Lines containing the word "transition" are the ones to copy from the records below.

SUPPLIED INFORMATION section start

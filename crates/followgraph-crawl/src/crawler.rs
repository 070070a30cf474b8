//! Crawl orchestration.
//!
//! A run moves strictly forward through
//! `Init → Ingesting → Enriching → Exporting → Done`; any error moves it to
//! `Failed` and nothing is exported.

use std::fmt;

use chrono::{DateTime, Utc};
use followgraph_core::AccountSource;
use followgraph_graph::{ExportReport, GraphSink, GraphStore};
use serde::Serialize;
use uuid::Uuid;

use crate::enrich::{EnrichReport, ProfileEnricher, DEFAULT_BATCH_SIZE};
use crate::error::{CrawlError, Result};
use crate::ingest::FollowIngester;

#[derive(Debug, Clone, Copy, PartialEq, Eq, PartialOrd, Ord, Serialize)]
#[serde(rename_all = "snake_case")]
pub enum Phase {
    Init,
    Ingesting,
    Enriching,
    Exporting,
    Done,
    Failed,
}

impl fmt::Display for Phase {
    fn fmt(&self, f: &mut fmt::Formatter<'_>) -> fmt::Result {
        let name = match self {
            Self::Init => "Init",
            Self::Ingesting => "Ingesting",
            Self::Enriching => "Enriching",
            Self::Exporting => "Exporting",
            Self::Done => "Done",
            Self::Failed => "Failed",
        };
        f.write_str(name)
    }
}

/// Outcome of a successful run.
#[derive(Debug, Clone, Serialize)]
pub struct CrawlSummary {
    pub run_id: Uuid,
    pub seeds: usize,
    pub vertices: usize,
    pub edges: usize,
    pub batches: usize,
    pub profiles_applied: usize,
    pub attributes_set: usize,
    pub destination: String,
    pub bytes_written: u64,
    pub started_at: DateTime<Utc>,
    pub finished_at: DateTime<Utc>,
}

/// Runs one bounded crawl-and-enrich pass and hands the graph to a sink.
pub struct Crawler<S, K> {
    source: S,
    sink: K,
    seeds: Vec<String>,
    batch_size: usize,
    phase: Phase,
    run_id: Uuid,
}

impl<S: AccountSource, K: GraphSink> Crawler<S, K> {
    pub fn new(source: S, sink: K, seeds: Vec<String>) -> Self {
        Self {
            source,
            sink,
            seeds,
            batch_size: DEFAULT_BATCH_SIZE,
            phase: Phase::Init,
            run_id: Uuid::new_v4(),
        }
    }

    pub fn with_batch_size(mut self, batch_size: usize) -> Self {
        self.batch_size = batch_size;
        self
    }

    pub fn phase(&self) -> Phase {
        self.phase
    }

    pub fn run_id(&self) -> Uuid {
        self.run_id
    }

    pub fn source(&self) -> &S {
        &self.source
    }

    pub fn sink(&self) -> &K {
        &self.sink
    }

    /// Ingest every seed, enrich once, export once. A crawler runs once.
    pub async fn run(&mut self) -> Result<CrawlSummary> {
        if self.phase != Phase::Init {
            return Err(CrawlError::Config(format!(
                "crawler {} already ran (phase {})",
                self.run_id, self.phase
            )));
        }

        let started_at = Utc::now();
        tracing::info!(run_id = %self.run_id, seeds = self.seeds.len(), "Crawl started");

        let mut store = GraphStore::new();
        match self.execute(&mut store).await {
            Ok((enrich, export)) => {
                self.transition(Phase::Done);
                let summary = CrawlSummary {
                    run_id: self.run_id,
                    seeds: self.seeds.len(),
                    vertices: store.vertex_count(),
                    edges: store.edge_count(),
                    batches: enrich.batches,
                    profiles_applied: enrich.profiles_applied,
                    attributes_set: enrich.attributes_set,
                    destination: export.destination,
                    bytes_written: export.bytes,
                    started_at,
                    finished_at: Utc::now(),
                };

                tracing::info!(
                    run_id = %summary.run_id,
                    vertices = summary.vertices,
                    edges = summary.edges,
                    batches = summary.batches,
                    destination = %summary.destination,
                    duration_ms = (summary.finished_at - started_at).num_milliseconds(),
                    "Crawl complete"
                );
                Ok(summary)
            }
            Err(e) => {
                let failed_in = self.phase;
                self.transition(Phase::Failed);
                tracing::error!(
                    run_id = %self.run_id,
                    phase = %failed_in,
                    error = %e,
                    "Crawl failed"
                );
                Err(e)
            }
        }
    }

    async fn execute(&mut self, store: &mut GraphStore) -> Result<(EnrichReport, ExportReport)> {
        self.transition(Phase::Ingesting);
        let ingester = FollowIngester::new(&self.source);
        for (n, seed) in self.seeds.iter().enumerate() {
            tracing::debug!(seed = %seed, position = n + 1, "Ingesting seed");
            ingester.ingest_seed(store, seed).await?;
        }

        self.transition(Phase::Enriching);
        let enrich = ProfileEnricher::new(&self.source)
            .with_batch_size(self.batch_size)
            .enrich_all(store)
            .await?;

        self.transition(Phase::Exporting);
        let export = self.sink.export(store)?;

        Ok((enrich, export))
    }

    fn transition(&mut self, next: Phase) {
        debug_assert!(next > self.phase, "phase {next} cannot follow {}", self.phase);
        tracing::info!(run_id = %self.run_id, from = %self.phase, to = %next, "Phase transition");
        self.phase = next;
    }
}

SUPPLIED INFORMATION section end

WORKED SOLUTION:
                self.transition(Phase::Done);
                self.transition(Phase::Failed);
        self.transition(Phase::Ingesting);
        self.transition(Phase::Enriching);
        self.transition(Phase::Exporting);
    fn transition(&mut self, next: Phase) {
        tracing::info!(run_id = %self.run_id, from = %self.phase, to = %next, "Phase transition");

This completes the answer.